The LPG crisis exacerbated by the Iran war has also impacted India's approximately $335 billion food and beverage sector. Shares of Zomato's parent company, Eternal Ltd., 

fell nearly 4.8% in Mumbai trading, while Swiggy Ltd. shares hit an all-time low. Investors sold these stocks due to a sharp drop in orders. This also affected fast-food companies, such as Jubilant FoodWorks, which operates Domino's Pizza in India.

Impact on the earnings of delivery workers

According to the Gig and Platform Service Workers Union, while many delivery workers previously completed around 30 orders daily, they are now receiving only 5 to 10. The union says this is seriously impacting gig workers' livelihoods. 

The union notes that due to the shortage of commercial LPG cylinders, many restaurants, eateries, cloud kitchens, and street food vendors are reducing or shutting down their operations. Consequently, food delivery orders on platforms like Zomato and Swiggy have declined by 50 to 60%.

The union also said that many delivery workers are having trouble supporting their families due to the sudden loss of income. If this situation continues, many gig workers could face unemployment and debt problems.

Pressure on LPG supply in India

India's LPG supply has also come under increasing pressure, as the country imports more than half of its LPG needs from West Asia. The war between Israel, the United States, and Iran has blocked several key sea routes, including the Strait of Hormuz. 

This has prevented tankers from reaching Indian ports. The hotel and restaurant sectors are being particularly affected. 

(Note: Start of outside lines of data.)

// Copyright 2025 the Parley Authors
// SPDX-License-Identifier: Apache-2.0 OR MIT

use alloc::string::String;
use alloc::vec::Vec;
use core::fmt::Debug;
use core::ops::Range;

use crate::TextRange;

/// The character that stands in for an embedded object, such as an image.
pub const OBJECT_REPLACEMENT_CHARACTER: char = '\u{FFFC}';

/// A growable block of text with attributes applied to ranges within the text.
///
/// Text is only ever appended, so ranges handed out by [`push_str`](Self::push_str) and
/// [`push_attachment`](Self::push_attachment) stay valid for the lifetime of the value.
#[derive(Clone, Debug)]
pub struct AttributedText<Attr: Debug> {
    text: String,
    attributes: Vec<(Range<usize>, Attr)>,
}

impl<Attr: Debug> Default for AttributedText<Attr> {
    fn default() -> Self {
        Self::new()
    }
}

impl<Attr: Debug> AttributedText<Attr> {
    /// Creates an empty `AttributedText`.
    pub fn new() -> Self {
        Self {
            text: String::new(),
            attributes: Vec::new(),
        }
    }

    /// Borrow the underlying text.
    #[inline]
    pub fn as_str(&self) -> &str {
        &self.text
    }

    /// Returns the length of the underlying text, in bytes.
    #[inline]
    pub fn len(&self) -> usize {
        self.text.len()
    }

    /// Returns `true` if the underlying text is empty.
    #[inline]
    pub fn is_empty(&self) -> bool {
        self.text.is_empty()
    }

    /// Appends `text` and returns the range it now occupies.
    pub fn push_str(&mut self, text: &str) -> TextRange {
        let start = self.text.len();
        self.text.push_str(text);
        TextRange::new_unchecked(start, self.text.len())
    }

    /// Appends an [`OBJECT_REPLACEMENT_CHARACTER`] and returns the range it occupies.
    ///
    /// The embedded object itself is expected to be attached as an attribute over the range.
    pub fn push_attachment(&mut self) -> TextRange {
        let start = self.text.len();
        self.text.push(OBJECT_REPLACEMENT_CHARACTER);
        TextRange::new_unchecked(start, self.text.len())
    }

    /// Apply an `attribute` to a `range` handed out by this text.
    #[inline]
    pub fn apply_attribute(&mut self, range: TextRange, attribute: Attr) {
        debug_assert!(
            range.end() <= self.text.len(),
            "range {:?} does not belong to this text",
            range
        );
        self.attributes.push((range.as_range(), attribute));
    }

    /// Iterate over all attributes and the ranges they apply to.
    ///
    /// Attributes are yielded in the order they were applied.
    pub fn attributes_iter(&self) -> impl ExactSizeIterator<Item = (&Range<usize>, &Attr)> {
        self.attributes.iter().map(|(range, attr)| (range, attr))
    }

    /// Get an iterator over the attributes that apply at the given byte `index`.
    ///
    /// Conflicting attributes are not resolved; everything is reported in application order.
    pub fn attributes_at(&self, index: usize) -> impl Iterator<Item = &Attr> {
        self.attributes
            .iter()
            .filter(move |(range, _)| range.contains(&index))
            .map(|(_, attr)| attr)
    }

    /// Returns the number of attribute spans applied to the text.
    #[inline]
    pub fn attributes_len(&self) -> usize {
        self.attributes.len()
    }
}

#[cfg(test)]
mod tests {
    use crate::{AttributedText, OBJECT_REPLACEMENT_CHARACTER};
    use alloc::vec::Vec;

    #[derive(Debug, PartialEq)]
    enum TestAttribute {
        Bold,
        Italic,
    }

    #[test]
    fn push_returns_occupied_ranges() {
        let mut text = AttributedText::<TestAttribute>::new();
        let hello = text.push_str("Hello ");
        let image = text.push_attachment();
        let tail = text.push_str("!");

        assert_eq!(hello.as_range(), 0..6);
        assert_eq!(image.as_range(), 6..9);
        assert_eq!(tail.as_range(), 9..10);
        assert_eq!(text.as_str().chars().nth(6), Some(OBJECT_REPLACEMENT_CHARACTER));
    }

    #[test]
    fn attributes_at() {
        let mut text = AttributedText::new();
        let h = text.push_str("H");
        let el = text.push_str("el");
        let lo = text.push_str("lo!");
        text.apply_attribute(h.union(el), TestAttribute::Bold);
        text.apply_attribute(el.union(lo), TestAttribute::Italic);

        assert_eq!(text.attributes_at(0).collect::<Vec<_>>(), [&TestAttribute::Bold]);
        assert_eq!(
            text.attributes_at(2).collect::<Vec<_>>(),
            [&TestAttribute::Bold, &TestAttribute::Italic]
        );
        assert_eq!(text.attributes_at(5).collect::<Vec<_>>(), [&TestAttribute::Italic]);
        assert!(text.attributes_at(6).next().is_none());
        assert_eq!(text.attributes_len(), 2);
    }

    #[test]
    fn attributes_iter_keeps_application_order() {
        let mut text = AttributedText::new();
        let range = text.push_str("abc");
        text.apply_attribute(range, TestAttribute::Italic);
        text.apply_attribute(range, TestAttribute::Bold);
        let applied: Vec<_> = text.attributes_iter().map(|(_, attr)| attr).collect();
        assert_eq!(applied, [&TestAttribute::Italic, &TestAttribute::Bold]);
    }
}
// Copyright 2025 the Parley Authors
// SPDX-License-Identifier: Apache-2.0 OR MIT

//! The protocol that turns one document node into [`AttributedContent`].

use crate::{AttributedContent, Attributes, Modifier};

/// Build state for one node.
///
/// An interpolation is created from a node by [`AttributedText::interpolation`], receives zero or
/// more [`modify`](Self::modify) calls, and is then consumed by exactly one
/// [`build`](Self::build). Consuming `self` makes building twice, or modifying after building,
/// impossible to express.
pub trait Interpolation {
    /// The accumulator that modifiers of this node mutate.
    type Modifiable;
    /// The result of building.
    type Output;

    /// Applies `modifier` to the accumulator.
    ///
    /// Later modifications overwrite earlier ones where they touch the same state.
    fn modify(&mut self, modifier: &dyn Modifier<Modifiable = Self::Modifiable>);

    /// Consumes the accumulator and any child content.
    fn build(self) -> Self::Output;
}

/// A document node that can be built into [`AttributedContent`].
///
/// Most documents implement [`Composite`] instead and get this trait, with a style map as the
/// accumulator, for free.
pub trait AttributedText {
    /// The accumulator type modifiers applied to this node must target.
    type Modifiable;
    /// The interpolation created for this node.
    type Interpolation<'a>: Interpolation<Modifiable = Self::Modifiable, Output = AttributedContent>
        + 'a
    where
        Self: 'a;

    /// Creates a fresh interpolation borrowing this node.
    fn interpolation(&self) -> Self::Interpolation<'_>;
}

/// A document node defined by the content of its body.
///
/// ## Example
///
/// ```
/// use styled_text::{AttributedTextExt, Composite, TupleText, text_body};
///
/// struct Greeting<'n> {
///     name: &'n str,
/// }
///
/// impl Composite for Greeting<'_> {
///     type Body<'a>
///         = TupleText<(&'static str, &'a str)>
///     where
///         Self: 'a;
///
///     fn text_body(&self) -> Self::Body<'_> {
///         text_body!("Hello, ", self.name)
///     }
/// }
///
/// let content = Greeting { name: "world" }.make_content();
/// assert_eq!(content.plain_text(), "Hello, world");
/// ```
pub trait Composite {
    /// The node type returned by [`text_body`](Self::text_body).
    type Body<'a>: AttributedText + 'a
    where
        Self: 'a;

    /// Returns the body of this node.
    fn text_body(&self) -> Self::Body<'_>;
}

impl<T: Composite> AttributedText for T {
    type Modifiable = Attributes;
    type Interpolation<'a>
        = DefaultInterpolation<'a, T>
    where
        T: 'a;

    fn interpolation(&self) -> Self::Interpolation<'_> {
        DefaultInterpolation {
            node: self,
            attributes: Attributes::new(),
        }
    }
}

/// Interpolation of a [`Composite`] node.
///
/// Building builds the body and nests it inside a scope carrying the accumulated attributes.
#[derive(Debug)]
pub struct DefaultInterpolation<'a, T> {
    node: &'a T,
    attributes: Attributes,
}

impl<T: Composite> Interpolation for DefaultInterpolation<'_, T> {
    type Modifiable = Attributes;
    type Output = AttributedContent;

    fn modify(&mut self, modifier: &dyn Modifier<Modifiable = Attributes>) {
        modifier.modify(&mut self.attributes);
    }

    fn build(self) -> AttributedContent {
        let body = self.node.text_body();
        AttributedContent::wrapping(body.interpolation().build(), self.attributes)
    }
}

Industry associations in Mumbai, Bengaluru, and Chennai have warned that if the situation does not improve, approximately 50% of restaurants could close in the coming days.

Government measures and rising prices

To address this crisis, the government invoked the Essential Commodities Act, 1955, directing that domestic LPG supplies be prioritized. This has further reduced the supply of commercial gas to restaurants and hotels. 

On Saturday, the price of an LPG cylinder rose 7% to ₹913, the first increase in nearly a year. Commercial gas prices were also raised for the second time this month, further pressuring the already struggling food sector.